TASK STATEMENT: Write out exactly the lines from the start of the entries through the one that contains "use crate::models::Verdict;", including both.

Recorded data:
//! Per-article summarization and business-opportunity scoring.
//!
//! [`Scorer::score`] is a pure function of `(subject, content)` plus whatever
//! the oracle answers:
//!
//! - no oracle configured: heuristic summary, score 0, [`ORACLE_UNAVAILABLE`];
//! - oracle call fails: same as above, no retry;
//! - oracle answers: the response is parsed through [`crate::repair`]; if it
//!   cannot be recovered the heuristic summary is used with score 0 and
//!   [`ORACLE_INVALID_OUTPUT`].
//!
//! The prompt is built deterministically from the subject, the target
//! company, the fixed [`RUBRIC`] and the article text, and the oracle is
//! always called with temperature 0.

use crate::models::Verdict;
use crate::oracle::Oracle;
use crate::repair::{ParseOutcome, parse_response};
use crate::utils::{looks_truncated, truncate_chars, truncate_for_log};
use serde_json::{Map, Value};
use std::fmt::Write as _;
use tracing::{debug, error, info, instrument, warn};

/// Rationale used when no oracle is configured or the call failed.
pub const ORACLE_UNAVAILABLE: &str = "LLM unavailable.";

/// Rationale used when the oracle answered with unrecoverable output.
pub const ORACLE_INVALID_OUTPUT: &str = "LLM unavailable (invalid JSON).";

/// Heuristic summary for an article without any text.
pub const NO_CONTENT_SUMMARY: &str = "No content available.";

/// Upper bound on every summary, heuristic or oracle-produced.
pub const MAX_SUMMARY_CHARS: usize = 500;

const HEURISTIC_SENTENCES: usize = 3;

/// One additive category of the scoring rubric.
#[derive(Debug, Clone, Copy, PartialEq, Eq)]
pub struct RubricItem {
    pub signal: &'static str,
    pub points: u8,
}

/// The fixed rubric. Points add up to exactly 100.
pub const RUBRIC: &[RubricItem] = &[
    RubricItem {
        signal: "The article is primarily about {subject} (not a passing mention)",
        points: 20,
    },
    RubricItem {
        signal: "Funding round, acquisition, merger, IPO or other major capital event",
        points: 15,
    },
    RubricItem {
        signal: "Product launch, platform migration or major technology change",
        points: 15,
    },
    RubricItem {
        signal: "Customer experience, digital transformation or modernization initiative",
        points: 15,
    },
    RubricItem {
        signal: "New executive or leadership change (CEO, CTO, CIO, CDO, head of product)",
        points: 10,
    },
    RubricItem {
        signal: "Expansion into new markets, regions or rapid hiring growth",
        points: 10,
    },
    RubricItem {
        signal: "Regulatory, compliance, security or data-privacy pressure",
        points: 10,
    },
    RubricItem {
        signal: "New partnership, vendor selection or outsourcing announcement",
        points: 5,
    },
];

/// Scores articles, optionally through an oracle.
///
/// Holds no state besides its borrowed collaborators; one instance serves a
/// whole run.
#[derive(Clone, Copy)]
pub struct Scorer<'a> {
    oracle: Option<&'a dyn Oracle>,
    target_company: &'a str,
}

impl<'a> Scorer<'a> {
    pub fn new(oracle: Option<&'a dyn Oracle>, target_company: &'a str) -> Self {
        Self {
            oracle,
            target_company,
        }
    }

    pub fn has_oracle(&self) -> bool {
        self.oracle.is_some()
    }

    /// Summarize and score `content`, an article about `subject`.
    #[instrument(level = "info", skip_all, fields(subject = %subject, content_chars = content.chars().count()))]
    pub async fn score(&self, subject: &str, content: &str) -> Verdict {
        let Some(oracle) = self.oracle else {
            debug!("No oracle configured; using heuristic summary");
            return heuristic_verdict(content, ORACLE_UNAVAILABLE);
        };

        let prompt = build_prompt(subject, self.target_company, content);
        let raw = match oracle.call(&prompt).await {
            Ok(raw) => raw,
            Err(e) => {
                error!(error = %e, "Oracle call failed; using heuristic summary");
                return heuristic_verdict(content, ORACLE_UNAVAILABLE);
            }
        };

        match parse_response(&raw) {
            ParseOutcome::Parsed { object, path } => {
                info!(parse_path = path.as_str(), "Parsed oracle response");
                verdict_from_object(&object)
            }
            ParseOutcome::Unrecoverable { error } => {
                warn!(
                    error = %error,
                    truncated = looks_truncated(&error),
                    response = %truncate_for_log(&raw, 1000),
                    "Oracle returned invalid JSON even after repair; using heuristic summary"
                );
                heuristic_verdict(content, ORACLE_INVALID_OUTPUT)
            }
        }
    }
}

/// The full prompt sent to the oracle for one article.
pub fn build_prompt(subject: &str, target_company: &str, content: &str) -> String {
    let subject = subject.trim();
    let mut prompt = String::with_capacity(content.len() + 2048);

    if subject.is_empty() {
        let _ = writeln!(
            prompt,
            "We are evaluating a news article about a company and the business opportunity it may represent for '{target_company}'."
        );
        prompt.push_str("Summarize the article in 120 words or less.\n\n");
    } else {
        let _ = writeln!(
            prompt,
            "We are evaluating a news article about '{subject}' and the business opportunity it may represent for '{target_company}'."
        );
        let _ = writeln!(
            prompt,
            "Summarize the article in 120 words or less, showing how it is relevant to '{subject}'."
        );
        let _ = writeln!(
            prompt,
            "If the article is not about or relevant to '{subject}', say so.\n"
        );
    }

    prompt.push_str("Use the rubric below to assign a deterministic, additive score from 0 to 100.\n");
    prompt.push_str("Only award points for signals clearly stated in the article; the total never exceeds 100.\n\n");

    let _ = writeln!(prompt, "In your summary:");
    let _ = writeln!(prompt, "- Only summarize the article; do not add commentary.");
    let _ = writeln!(prompt, "- Do not mention {target_company}.\n");

    let _ = writeln!(prompt, "In your rationale:");
    let _ = writeln!(
        prompt,
        "- Explain how {target_company} could help the teams or companies involved, naming one concrete capability."
    );
    let _ = writeln!(prompt, "- Do not reference rubric items or point values.\n");

    prompt.push_str("Respond with a single valid JSON object with exactly these keys and nothing else:\n");
    prompt.push_str("- \"summary\": string, at most 120 words\n");
    prompt.push_str("- \"score\": integer from 0 to 100\n");
    prompt.push_str("- \"rationale\": string, one sentence of at most 20 words explaining the score\n\n");

    prompt.push_str("Rubric:\n");
    let rubric_subject = if subject.is_empty() { "the company" } else { subject };
    for item in RUBRIC {
        let _ = writeln!(
            prompt,
            "- {}: +{} points",
            item.signal.replace("{subject}", rubric_subject),
            item.points
        );
    }

    prompt.push_str("\nArticle:\n");
    prompt.push_str(content);
    prompt.push('\n');
    prompt
}

/// The deterministic fallback: first three sentences, capped at
/// [`MAX_SUMMARY_CHARS`] characters.
pub fn heuristic_summary(content: &str) -> String {
    let content = content.trim();
    if content.is_empty() {
        return NO_CONTENT_SUMMARY.to_string();
    }
    let joined = sentences(content)
        .into_iter()
        .take(HEURISTIC_SENTENCES)
        .collect::<Vec<_>>()
        .join(" ");
    truncate_chars(&joined, MAX_SUMMARY_CHARS)
}

pub fn heuristic_verdict(content: &str, rationale: &str) -> Verdict {
    Verdict {
        summary: heuristic_summary(content),
        score: 0,
        rationale: rationale.to_string(),
    }
}

/// Split on `.`, `!` or `?` followed by whitespace or the end of the text.
fn sentences(text: &str) -> Vec<&str> {
    let mut out = Vec::new();
    let mut start = 0;
    let mut chars = text.char_indices().peekable();
    while let Some((idx, c)) = chars.next() {
        if !matches!(c, '.' | '!' | '?') {
            continue;
        }
        let next = chars.peek().map(|(_, n)| *n);
        if next.is_none_or(char::is_whitespace) {
            let end = idx + c.len_utf8();
            let sentence = text[start..end].trim();
            if !sentence.is_empty() {
                out.push(sentence);
            }
            start = end;
        }
    }
    let tail = text[start..].trim();
    if !tail.is_empty() {
        out.push(tail);
    }
    out
}

fn verdict_from_object(object: &Map<String, Value>) -> Verdict {
    let text = |key: &str| {
        object
            .get(key)
            .and_then(Value::as_str)
            .unwrap_or_default()
            .trim()
            .to_string()
    };
    let summary = text("summary");
    if summary.chars().count() > MAX_SUMMARY_CHARS {
        debug!(chars = summary.chars().count(), "Capping oversized oracle summary");
    }
    Verdict {
        summary: truncate_chars(&summary, MAX_SUMMARY_CHARS),
        score: coerce_score(object.get("score")),
        rationale: text("rationale"),
    }
}

/// Integer score in 0..=100 from a JSON number or numeric string; anything
/// else is 0.
fn coerce_score(value: Option<&Value>) -> u8 {
    let raw = match value {
        Some(Value::Number(n)) => n.as_i64().or_else(|| n.as_f64().map(|f| f.round() as i64)),
        Some(Value::String(s)) => s.trim().parse::<f64>().ok().map(|f| f.round() as i64),
        _ => None,
    };
    raw.unwrap_or(0).clamp(0, 100) as u8
}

SOLUTION TO THIS PROBLEM:
//! Per-article summarization and business-opportunity scoring.
//!
//! [`Scorer::score`] is a pure function of `(subject, content)` plus whatever
//! the oracle answers:
//!
//! - no oracle configured: heuristic summary, score 0, [`ORACLE_UNAVAILABLE`];
//! - oracle call fails: same as above, no retry;
//! - oracle answers: the response is parsed through [`crate::repair`]; if it
//!   cannot be recovered the heuristic summary is used with score 0 and
//!   [`ORACLE_INVALID_OUTPUT`].
//!
//! The prompt is built deterministically from the subject, the target
//! company, the fixed [`RUBRIC`] and the article text, and the oracle is
//! always called with temperature 0.

use crate::models::Verdict;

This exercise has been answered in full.